_DATA TO PROCESS_.
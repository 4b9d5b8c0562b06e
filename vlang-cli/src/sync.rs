use std::path::Path;

use tracing::info;
use vlang::{Dictionary, dict::new_lines_to_sync};

use crate::{
    extract::extract_dictionary,
    import::{load_config, read_dictionary},
};

/// Rows of the project at `root` that the external dictionary lacks.
///
/// Every extracted row is also proposed in each configured locale, so that
/// translators get a line for every language the project supports.
pub fn collect_new_lines(
    external_path: &Path,
    root: &Path,
    inputs: &[String],
) -> Result<Dictionary, String> {
    let config = load_config(root)?;
    let external = read_dictionary(external_path)?;
    let internal = extract_dictionary(inputs, Some(root))?;

    let lines = new_lines_to_sync(&internal, &external, &config.locales);
    info!(
        internal = internal.len(),
        external = external.len(),
        new = lines.len(),
        "sync computed"
    );
    Ok(lines)
}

_EXERCISE OBJECTIVE_. Each entry above should be restated exactly as supplied.

_SOLUTION TO THIS TASK_.
repository 4b9d5b8c0562b06e
filename vlang-cli/src/sync.rs
use std::path::Path;

use tracing::info;
use vlang::{Dictionary, dict::new_lines_to_sync};

use crate::{
    extract::extract_dictionary,
    import::{load_config, read_dictionary},
};

/// Rows of the project at `root` that the external dictionary lacks.
///
/// Every extracted row is also proposed in each configured locale, so that
/// translators get a line for every language the project supports.
pub fn collect_new_lines(
    external_path: &Path,
    root: &Path,
    inputs: &[String],
) -> Result<Dictionary, String> {
    let config = load_config(root)?;
    let external = read_dictionary(external_path)?;
    let internal = extract_dictionary(inputs, Some(root))?;

    let lines = new_lines_to_sync(&internal, &external, &config.locales);
    info!(
        internal = internal.len(),
        external = external.len(),
        new = lines.len(),
        "sync computed"
    );
    Ok(lines)
}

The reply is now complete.